The efficacy and defensibility of so-called “predictive coding” has been a hot topic in light of Magistrate Judge Andrew Peck stating the he “has approved of the use of computer-assisted review” in Da Silva Moore v. Publicis Groupe, and Magistrate Judge Nan Nolan conducting a still ongoing evidentiary hearing in Kleen Products v. Packaging Corp. of America, in which the plaintiffs seek to force the defendants to start over with this technology after they already used a traditional Boolean methodology.
Judge Peck’s ruling in Da Silva Moore certainly is positive about statistical document sorting technology. These “predictive” workflows leverage new technology that learns about the substantive relationships between documents based on coding decisions made by humans. But the ruling comes from a case in which the parties, at least initially, already agreed to use the technology and were arguing only over the particulars of the protocol to be followed. Moreover, the order does not adopt or approve of any particular protocol, tool or technology. Judge Peck resolved certain disputes about how to proceed with the process initially, but he reserved judgment on whether those initial steps would be sufficient until after those steps are completed. Contrary to what some have suggested, the holding is quite limited. But there is an important takeaway: Resolution of a dispute over how to use statistical document sorting technology and “predictive” workflows looks much like the resolution of a dispute over how to use Boolean technology.

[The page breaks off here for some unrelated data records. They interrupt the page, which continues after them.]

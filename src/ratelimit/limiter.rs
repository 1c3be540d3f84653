//! Token bucket limiter.

use std::future::Future;
use std::sync::Arc;
use std::time::Duration;

use tokio::time::Instant;
use tracing::{debug, error, trace, warn};

use super::clock::{Clock, SystemClock};
use super::procedure::{BucketArgs, TokenBucketProcedure};
use crate::error::{ConstructionError, LimiterError};
use crate::store::SharedStateStore;

/// A distributed token-bucket rate limiter.
///
/// The limiter keeps no bucket state of its own. Every decision is one
/// atomic procedure run against the shared store, so any number of limiter
/// instances pointed at the same store enforce the same limits.
pub struct TokenBucketLimiter<S: ?Sized> {
    /// Where bucket state lives
    store: Arc<S>,
    /// Prepared once, reused for every call
    procedure: TokenBucketProcedure,
    /// Maximum tokens per bucket
    capacity: f64,
    /// Tokens regenerated per second
    rate: f64,
    /// Inactivity after which a bucket is dropped
    idle_ttl: Duration,
    /// `idle_ttl` in whole seconds as the store wants it
    ttl_secs: u64,
    clock: Arc<dyn Clock>,
    /// Default bound on a store round trip
    call_timeout: Option<Duration>,
}

impl<S: ?Sized> std::fmt::Debug for TokenBucketLimiter<S> {
    fn fmt(&self, f: &mut std::fmt::Formatter<'_>) -> std::fmt::Result {
        f.debug_struct("TokenBucketLimiter")
            .field("capacity", &self.capacity)
            .field("rate", &self.rate)
            .field("idle_ttl", &self.idle_ttl)
            .field("call_timeout", &self.call_timeout)
            .finish()
    }
}

impl<S: SharedStateStore + ?Sized> TokenBucketLimiter<S> {
    /// Create a new limiter.
    ///
    /// `capacity` is the burst size; `window` sets the refill speed to
    /// `capacity / window` tokens per second. Idle buckets expire after
    /// `2 × window`.
    ///
    /// # Panics
    ///
    /// If `capacity` or `window` is zero.
    pub fn new(store: Arc<S>, capacity: u32, window: Duration) -> Self {
        match Self::try_new(store, capacity, window) {
            Ok(limiter) => limiter,
            Err(e) => panic!("limiter: {}", e),
        }
    }

    /// Like [`TokenBucketLimiter::new`], reporting invalid parameters as an error.
    pub fn try_new(
        store: Arc<S>,
        capacity: u32,
        window: Duration,
    ) -> Result<Self, ConstructionError> {
        if capacity == 0 {
            return Err(ConstructionError::ZeroCapacity);
        }
        if window.is_zero() {
            return Err(ConstructionError::ZeroWindow);
        }

        let capacity = f64::from(capacity);
        let rate = capacity / window.as_secs_f64();
        let idle_ttl = window.checked_mul(2).unwrap_or(Duration::MAX);
        // EXPIRE 0 deletes the key, so never go below one second.
        let ttl_secs = (idle_ttl.as_secs() + u64::from(idle_ttl.subsec_nanos() > 0)).max(1);

        debug!(
            capacity = capacity,
            rate = rate,
            idle_ttl = ?idle_ttl,
            "Creating token bucket limiter"
        );

        Ok(Self {
            store,
            procedure: TokenBucketProcedure::new(),
            capacity,
            rate,
            idle_ttl,
            ttl_secs,
            clock: Arc::new(SystemClock),
            call_timeout: None,
        })
    }

    /// Replace the time source.
    pub fn with_clock(mut self, clock: Arc<dyn Clock>) -> Self {
        self.clock = clock;
        self
    }

    /// Bound every `allow`/`allow_n` store round trip by `timeout`.
    pub fn with_call_timeout(mut self, timeout: Option<Duration>) -> Self {
        self.call_timeout = timeout;
        self
    }

    /// Try to consume one token from the bucket identified by `key`.
    pub async fn allow(&self, key: &str) -> Result<bool, LimiterError> {
        self.allow_n(key, 1).await
    }

    /// Try to consume `tokens` from the bucket identified by `key`.
    ///
    /// Returns `Ok(false)` when the bucket is short. Zero tokens is always
    /// allowed and never touches the store.
    pub async fn allow_n(&self, key: &str, tokens: u32) -> Result<bool, LimiterError> {
        // A timeout too large for `Instant` means no deadline at all.
        match self.call_timeout.and_then(|t| Instant::now().checked_add(t)) {
            Some(deadline) => self.allow_n_with_deadline(key, tokens, deadline).await,
            None => self.decide(key, tokens).await,
        }
    }

    /// Like [`allow_n`](Self::allow_n), failing with `Timeout` if the store
    /// has not answered by `deadline`.
    ///
    /// On timeout the store may or may not have applied the update.
    pub async fn allow_n_with_deadline(
        &self,
        key: &str,
        tokens: u32,
        deadline: Instant,
    ) -> Result<bool, LimiterError> {
        let budget = deadline.saturating_duration_since(Instant::now());
        match tokio::time::timeout_at(deadline, self.decide(key, tokens)).await {
            Ok(result) => result,
            Err(_) => {
                warn!(key = %key, budget = ?budget, "Store round trip timed out");
                Err(LimiterError::Timeout(budget))
            }
        }
    }

    /// Like [`allow_n`](Self::allow_n), failing with `Canceled` if `cancel`
    /// resolves before the store answers.
    ///
    /// On cancellation the store may or may not have applied the update.
    pub async fn allow_n_with_cancel<F>(
        &self,
        key: &str,
        tokens: u32,
        cancel: F,
    ) -> Result<bool, LimiterError>
    where
        F: Future<Output = ()> + Send,
    {
        tokio::select! {
            biased;
            result = self.decide(key, tokens) => result,
            _ = cancel => {
                debug!(key = %key, "Rate limit decision canceled");
                Err(LimiterError::Canceled)
            }
        }
    }

    /// Maximum tokens per bucket.
    pub fn capacity(&self) -> f64 {
        self.capacity
    }

    /// Tokens regenerated per second.
    pub fn refill_rate(&self) -> f64 {
        self.rate
    }

    /// Inactivity after which a bucket's state is dropped.
    pub fn idle_ttl(&self) -> Duration {
        self.idle_ttl
    }

    async fn decide(&self, key: &str, tokens: u32) -> Result<bool, LimiterError> {
        if tokens == 0 {
            trace!(key = %key, "Zero-token request allowed without store access");
            return Ok(true);
        }

        let args = BucketArgs {
            rate: self.rate,
            capacity: self.capacity,
            now: self.clock.now_unix(),
            requested: tokens,
            ttl_secs: self.ttl_secs,
        };

        trace!(key = %key, tokens = tokens, now = args.now, "Checking rate limit");

        let reply = self
            .store
            .run_atomic(key, &self.procedure, &args)
            .await
            .map_err(|e| {
                error!(key = %key, error = %e, "Store fault during rate limit decision");
                e
            })?;

        let allowed = reply == 1;
        if !allowed {
            debug!(key = %key, tokens = tokens, "Rate limit exceeded");
        }
        Ok(allowed)
    }
}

In traditional arguments over Boolean searching, the parties come into court with competing proposals for searches, hit rates, unique hit rates, document counts, and sometimes samplings of documents resulting from the disputed search terms. These quantitative metrics are used in conjunction with qualitative arguments about the probable importance of various proposed search terms to advocate for competing search term lists. The judge exercises his wide discretion in discovery matters, splits the baby and tells the parties to come back if they still have disputes after doing what the court has ordered.
Likewise, in Da Silva Moore the parties came into court with competing proposals to “stabilize the training of the software” and to create the initial seed set used to train the software. Instead of hit rates and such, the arguments focus on “statistical confidence levels,” how many “iterative rounds” of human coding should be done to adequately teach the algorithm, how many of the documents humans should review and code in each of those rounds, and at what point the algorithm should be trusted to have found substantially all of the important documents that the humans will then review and code. In addition to the quantitative metrics, there were qualitative arguments such as whether the defendant should review all or only some of the documents the computer will return in the final round. Judge Peck exercised his wide discretion in discovery matters, split the baby and told the parties to come back if they still have disputes after doing what the court has ordered. So the first hotly contested ruling on the use of statistical document sorting technology and “predictive” workflows looks much like the more familiar disputes over Boolean methods. This should give comfort to new adopters of this technology.
One concern in this case is that the defendant agreed to allow the plaintiff to review the documents that the reviewers code as not responsive in each iterative round. If this becomes the price for judicial permission to use these methods, then it may not be worth it.
Another workflow to leverage statistical document sorting technology is the use of concept clustering in which a party will sort an entire dataset into concept clusters at the outset. Senior associates review each concept cluster, exclude those that do not promise to be relevant and promote to traditional linear review only the clusters that promise to be relevant. This process may be significantly more defensible because humans perform due diligence on each concept cluster; clicking into the cluster, skimming the metadata fields in the list view and sampling documents as needed. This is analogous to the time-honored process lawyers and paralegals use when reviewing boxes in warehouses. If a box could be skimmed and found to be irrelevant, then it would be set aside without reviewing every single page just to definitively rule out the possibility that something relevant might have been misfiled in that box. Moreover, this clustering workflow can cull 90 percent or more of a large dataset, which is better than many examples that have been touted where a “predictive” workflow was used.
Whichever workflow is used, do not be overly defensive about using statistical document sorting technology. It is not only cheaper, but in all likelihood will produce better results.